Für den Soziologen Wolfgang Streeck sind die linken Parteien in Europa selbst schuld an ihrer aktuellen Krise. Die gegenwärtige Lage „schreit geradezu nach einer Linken, die die dramatisch zunehmenden Defizite vom Nahverkehr bis zum Schulsystem entschieden angeht“, sagte er im „Journal für Internationale Politik und Gesellschaft“. Auch die wachsende Ungleichheit zwischen Arm und Reich biete großes Potenzial, das kapitalistische System im Ganzen zu hinterfragen.
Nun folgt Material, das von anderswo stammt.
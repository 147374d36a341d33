//! DBLP person export parsing.
//!
//! Reads the XML served at `https://dblp.org/pid/<pid>.xml`:
//!
//! ```xml
//! <dblpperson name="Jane Doe" pid="12/345" n="2">
//!   <person key="homepages/12/345">...</person>
//!   <r><inproceedings key="conf/acl/Doe23">
//!     <author pid="12/345">Jane Doe</author>
//!     <title>A <i>Study</i>.</title>
//!     <year>2023</year>
//!     <booktitle>ACL</booktitle>
//!     <ee>https://doi.org/10.1/x</ee>
//!   </inproceedings></r>
//! </dblpperson>
//! ```
//!
//! Nested markup inside a field (`<i>`, `<sub>`) is flattened to its text.

use anyhow::{Context, Result};
use quick_xml::{Reader, events::Event};
use std::borrow::Cow;

/// Person name used when the export has none.
pub const UNKNOWN_PERSON: &str = "Your Name";

/// One `<r>` record.
#[derive(Debug, Clone, Default, PartialEq, Eq)]
pub struct DblpRecord {
    /// Element name: `inproceedings`, `article`, ...
    pub kind: String,
    /// DBLP key, e.g. `conf/acl/Doe23`.
    pub key: String,
    pub authors: Vec<String>,
    pub editors: Vec<String>,
    pub title: String,
    pub year: String,
    pub booktitle: String,
    pub journal: String,
    pub volume: String,
    pub number: String,
    pub pages: String,
    pub publisher: String,
    /// Electronic editions, in document order.
    pub ee: Vec<String>,
    pub doi: String,
}

impl DblpRecord {
    fn set_field(&mut self, field: &str, value: String) {
        match field {
            "author" if !value.is_empty() => self.authors.push(value),
            "editor" if !value.is_empty() => self.editors.push(value),
            "ee" if !value.is_empty() => self.ee.push(value),
            // First occurrence wins for scalar fields
            "title" => set_once(&mut self.title, value),
            "year" => set_once(&mut self.year, value),
            "booktitle" => set_once(&mut self.booktitle, value),
            "journal" => set_once(&mut self.journal, value),
            "volume" => set_once(&mut self.volume, value),
            "number" => set_once(&mut self.number, value),
            "pages" => set_once(&mut self.pages, value),
            "publisher" => set_once(&mut self.publisher, value),
            "doi" => set_once(&mut self.doi, value),
            _ => {}
        }
    }
}

#[inline]
fn set_once(slot: &mut String, value: String) {
    if slot.is_empty() {
        *slot = value;
    }
}

/// Parsed export.
#[derive(Debug, Clone, Default, PartialEq, Eq)]
pub struct DblpPerson {
    /// `name` attribute of `<dblpperson>`, or [`UNKNOWN_PERSON`].
    pub name: String,
    pub records: Vec<DblpRecord>,
}

/// Field being collected inside a record.
struct OpenField {
    name: String,
    depth: usize,
    text: String,
}

/// Parse a DBLP person XML document.
pub fn parse(xml: &str) -> Result<DblpPerson> {
    let mut reader = Reader::from_str(xml);

    let mut name: Option<String> = None;
    let mut records = Vec::new();

    let mut depth = 0usize;
    let mut in_r = false;
    let mut record: Option<(DblpRecord, usize)> = None;
    let mut field: Option<OpenField> = None;

    loop {
        let event = reader
            .read_event()
            .with_context(|| format!("malformed DBLP XML near byte {}", reader.buffer_position()))?;

        match event {
            Event::Start(e) => {
                depth += 1;
                let tag = String::from_utf8_lossy(e.name().as_ref()).into_owned();

                if tag == "dblpperson" && name.is_none() {
                    name = attribute(&e, "name");
                } else if tag == "r" && record.is_none() {
                    in_r = true;
                } else if in_r && record.is_none() {
                    let rec = DblpRecord {
                        key: attribute(&e, "key").unwrap_or_default(),
                        kind: tag,
                        ..Default::default()
                    };
                    record = Some((rec, depth));
                } else if let Some((_, rec_depth)) = &record
                    && field.is_none()
                    && depth == rec_depth + 1
                {
                    field = Some(OpenField {
                        name: tag,
                        depth,
                        text: String::new(),
                    });
                }
            }
            Event::Empty(e) => {
                if name.is_none() && e.name().as_ref() == b"dblpperson" {
                    name = attribute(&e, "name");
                }
            }
            Event::End(_) => {
                if let Some(open) = field.take_if(|f| f.depth == depth)
                    && let Some((rec, _)) = record.as_mut()
                {
                    rec.set_field(&open.name, collapse_whitespace(&open.text));
                } else if let Some((rec, _)) = record.take_if(|(_, d)| *d == depth) {
                    records.push(rec);
                } else if in_r && record.is_none() {
                    // Closing </r>
                    in_r = false;
                }
                depth = depth.saturating_sub(1);
            }
            Event::Text(t) => {
                if let Some(open) = field.as_mut() {
                    open.text.push_str(&unescape(&String::from_utf8_lossy(&t)));
                }
            }
            Event::CData(t) => {
                if let Some(open) = field.as_mut() {
                    open.text.push_str(&String::from_utf8_lossy(&t));
                }
            }
            Event::GeneralRef(r) => {
                if let Some(open) = field.as_mut() {
                    open.text.push_str(&resolve_entity(&String::from_utf8_lossy(&r)));
                }
            }
            Event::Eof => break,
            _ => {}
        }
    }

    Ok(DblpPerson {
        name: name
            .filter(|n| !n.trim().is_empty())
            .unwrap_or_else(|| UNKNOWN_PERSON.to_string()),
        records,
    })
}

/// Read and unescape an attribute value.
fn attribute(e: &quick_xml::events::BytesStart<'_>, key: &str) -> Option<String> {
    e.attributes()
        .flatten()
        .find(|a| a.key.as_ref() == key.as_bytes())
        .map(|a| unescape(&String::from_utf8_lossy(&a.value)).into_owned())
}

/// Trim and fold runs of whitespace (line breaks inside long titles).
fn collapse_whitespace(s: &str) -> String {
    s.split_whitespace().collect::<Vec<_>>().join(" ")
}

/// Replace entity references (`&amp;`, `&#233;`, `&#xE9;`, `&eacute;`).
///
/// Unknown named entities are kept verbatim.
pub fn unescape(s: &str) -> Cow<'_, str> {
    if !s.contains('&') {
        return Cow::Borrowed(s);
    }

    let mut out = String::with_capacity(s.len());
    let mut rest = s;
    while let Some(amp) = rest.find('&') {
        out.push_str(&rest[..amp]);
        let after = &rest[amp + 1..];
        match after.find(';') {
            Some(semi) if semi > 0 && semi <= 10 => {
                out.push_str(&resolve_entity(&after[..semi]));
                rest = &after[semi + 1..];
            }
            _ => {
                out.push('&');
                rest = after;
            }
        }
    }
    out.push_str(rest);
    Cow::Owned(out)
}

/// Resolve an entity name (without `&` and `;`).
fn resolve_entity(name: &str) -> Cow<'static, str> {
    if let Some(num) = name.strip_prefix('#') {
        let code = match num.strip_prefix(['x', 'X']) {
            Some(hex) => u32::from_str_radix(hex, 16).ok(),
            None => num.parse::<u32>().ok(),
        };
        if let Some(c) = code.and_then(char::from_u32) {
            return Cow::Owned(c.to_string());
        }
        return Cow::Owned(format!("&{name};"));
    }

    let resolved = match name {
        "amp" => "&",
        "lt" => "<",
        "gt" => ">",
        "quot" => "\"",
        "apos" => "'",
        "nbsp" => "\u{a0}",
        // Latin-1 letters declared in dblp.dtd
        "Agrave" => "À",
        "Aacute" => "Á",
        "Acirc" => "Â",
        "Atilde" => "Ã",
        "Auml" => "Ä",
        "Aring" => "Å",
        "AElig" => "Æ",
        "Ccedil" => "Ç",
        "Egrave" => "È",
        "Eacute" => "É",
        "Ecirc" => "Ê",
        "Euml" => "Ë",
        "Igrave" => "Ì",
        "Iacute" => "Í",
        "Icirc" => "Î",
        "Iuml" => "Ï",
        "ETH" => "Ð",
        "Ntilde" => "Ñ",
        "Ograve" => "Ò",
        "Oacute" => "Ó",
        "Ocirc" => "Ô",
        "Otilde" => "Õ",
        "Ouml" => "Ö",
        "Oslash" => "Ø",
        "Ugrave" => "Ù",
        "Uacute" => "Ú",
        "Ucirc" => "Û",
        "Uuml" => "Ü",
        "Yacute" => "Ý",
        "THORN" => "Þ",
        "szlig" => "ß",
        "agrave" => "à",
        "aacute" => "á",
        "acirc" => "â",
        "atilde" => "ã",
        "auml" => "ä",
        "aring" => "å",
        "aelig" => "æ",
        "ccedil" => "ç",
        "egrave" => "è",
        "eacute" => "é",
        "ecirc" => "ê",
        "euml" => "ë",
        "igrave" => "ì",
        "iacute" => "í",
        "icirc" => "î",
        "iuml" => "ï",
        "eth" => "ð",
        "ntilde" => "ñ",
        "ograve" => "ò",
        "oacute" => "ó",
        "ocirc" => "ô",
        "otilde" => "õ",
        "ouml" => "ö",
        "oslash" => "ø",
        "ugrave" => "ù",
        "uacute" => "ú",
        "ucirc" => "û",
        "uuml" => "ü",
        "yacute" => "ý",
        "thorn" => "þ",
        "yuml" => "ÿ",
        _ => return Cow::Owned(format!("&{name};")),
    };
    Cow::Borrowed(resolved)
}

#[cfg(test)]
mod tests {
    use super::*;

    const SAMPLE: &str = r#"<?xml version="1.0" encoding="US-ASCII"?>
<dblpperson name="Jane Doe" pid="12/345" n="3">
<person key="homepages/12/345" mdate="2024-01-01">
<author pid="12/345">Jane Doe</author>
</person>
<r><inproceedings key="conf/acl/DoeS23" mdate="2023-07-01">
<author pid="12/345">Jane Doe</author>
<author pid="99/1">John Smith 0001</author>
<title>Sparse <i>Attention</i>
 at Scale.</title>
<pages>1-10</pages>
<year>2023</year>
<booktitle>ACL (1)</booktitle>
<ee type="oa">https://doi.org/10.18653/v1/2023.acl-long.1</ee>
<ee>https://aclanthology.org/2023.acl-long.1</ee>
<crossref>conf/acl/2023-1</crossref>
<url>db/conf/acl/acl2023-1.html#DoeS23</url>
</inproceedings>
</r>
<r><article key="journals/corr/abs-2301-00001" mdate="2023-01-05" publtype="informal">
<author pid="12/345">Jane Doe</author>
<title>M&uuml;ller &amp; Co.</title>
<journal>CoRR</journal>
<volume>abs/2301.00001</volume>
<year>2023</year>
<ee type="oa">https://arxiv.org/abs/2301.00001</ee>
</article>
</r>
<coauthors n="1" nc="1">
<co c="0"><na f="s/Smith:John" pid="99/1">John Smith 0001</na></co>
</coauthors>
</dblpperson>
"#;

    #[test]
    fn test_parse_person_name() {
        let person = parse(SAMPLE).unwrap();
        assert_eq!(person.name, "Jane Doe");
    }

    #[test]
    fn test_parse_records() {
        let person = parse(SAMPLE).unwrap();
        assert_eq!(person.records.len(), 2);

        let first = &person.records[0];
        assert_eq!(first.kind, "inproceedings");
        assert_eq!(first.key, "conf/acl/DoeS23");
        assert_eq!(first.authors, vec!["Jane Doe", "John Smith 0001"]);
        assert_eq!(first.title, "Sparse Attention at Scale.");
        assert_eq!(first.year, "2023");
        assert_eq!(first.booktitle, "ACL (1)");
        assert_eq!(first.pages, "1-10");
        assert_eq!(first.ee.len(), 2);
        assert_eq!(first.ee[0], "https://doi.org/10.18653/v1/2023.acl-long.1");
    }

    #[test]
    fn test_parse_entities() {
        let person = parse(SAMPLE).unwrap();
        let second = &person.records[1];
        assert_eq!(second.kind, "article");
        assert_eq!(second.title, "Müller & Co.");
        assert_eq!(second.journal, "CoRR");
        assert_eq!(second.volume, "abs/2301.00001");
    }

    #[test]
    fn test_person_and_coauthors_are_not_records() {
        let person = parse(SAMPLE).unwrap();
        assert!(person.records.iter().all(|r| !r.kind.is_empty() && r.kind != "person"));
    }

    #[test]
    fn test_editors_kept_apart_from_authors() {
        let person = parse(
            r#"<dblpperson name="Ed Itor"><r><proceedings key="conf/x/2024">
<editor>Ed Itor</editor><title>Proceedings.</title><year>2024</year>
<number>2</number><publisher>ACL</publisher>
</proceedings></r></dblpperson>"#,
        )
        .unwrap();
        let record = &person.records[0];
        assert!(record.authors.is_empty());
        assert_eq!(record.editors, vec!["Ed Itor"]);
        assert_eq!(record.number, "2");
        assert_eq!(record.publisher, "ACL");
    }

    #[test]
    fn test_missing_name_defaults() {
        let person = parse("<dblpperson></dblpperson>").unwrap();
        assert_eq!(person.name, UNKNOWN_PERSON);
        assert!(person.records.is_empty());
    }

    #[test]
    fn test_name_attribute_unescaped() {
        let person = parse(r#"<dblpperson name="J&#246;rg O&apos;Neil"/>"#).unwrap();
        assert_eq!(person.name, "Jörg O'Neil");
    }

    #[test]
    fn test_malformed_xml_is_error() {
        assert!(parse("<dblpperson><r><inproceedings></r></dblpperson>").is_err());
    }

    #[test]
    fn test_unescape() {
        assert_eq!(unescape("plain"), "plain");
        assert_eq!(unescape("a &amp; b"), "a & b");
        assert_eq!(unescape("&#233;&#xE9;&eacute;"), "ééé");
        assert_eq!(unescape("&unknown; & stray"), "&unknown; & stray");
    }
}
Nach Euro- und Bankenkrise stünden die Chancen so gut wie selten zuvor, Mehrheiten für ein neues soziales marktwirtschaftliches Modell zu begeistern.
Statt die Gelegenheit zu nutzen, wären viele Parteien politisch zerstritten. Ihre Mitglieder erwarteten von ihnen einen eindeutigen ideologischen Kern – „auf den können sie sich aber in der Regel nicht einigen“. Außerdem geben sich linke Politiker laut Streeck zu oft mit reiner Rhetorik und politischen Gesten zufrieden, statt tatsächliche Richtungsentscheidungen zu fordern. So wäre die Linke durch die Asylpolitik der Kanzlerin 2015 „fast zum Merkel-Fanclub“ geworden. Dabei sei vielen allerdings entgangen, „dass Merkel spätestens im Frühjahr 2016 erfolgreich daran ging, die Grenzen nicht nur Deutschlands, sondern auch Europas wieder dicht zu machen“. Statt diese großen Entwicklungen effektiv mitzugestalten, hätten sich viele in gesellschaftspolitische Nebenschauplätze, wie die Ausarbeitung einer geschlechtergerechten Sprache und die Debatte um „Gendersternchen“, zurückgezogen. Streeck spricht von einer „Besoffenheit des links-grünen Spektrums“, das sich bevorzugt mit „ausgrenzenden Schreib- und Sprachregelungen und moralischer Verurteilung nahestehender Minimalabweichler“ befasse.
Für einen Ausgang aus der Krise müsste die europäische Linke zuerst ihr Verhältnis zum Staat überdenken, den einige radikale Gruppen als überholtes Konstrukt ablehnen. Der Nationalstaat sei aber „das einzige politische Gebilde von Bedeutung, das demokratisierbar ist“. Eine Verteilungspolitik, die helfen könnte, soziale Gerechtigkeit herzustellen, sei nur im nationalen Rahmen möglich. „In der Weltgesellschaft gibt es Spenden, von Bill Gates und Konsorten, aber keine Steuern.“ Stattdessen spricht sich Streeck für eine umfassende Dezentralisierung von politischen Entscheidungen aus. Kommunen sollten mehr Gestaltungsmacht bekommen, finanziell angeschlagene Gemeinden müssten entschuldet werden. Es brauche eine umfassende staatliche Förderung von Genossenschaften, Klimaschutzmaßnahmen und „unkonventionellen Unternehmensformen“, verbunden mit einer Abkehr von rein wirtschaftlichem Denken – „kurz einen realistischen Antikapitalismus“.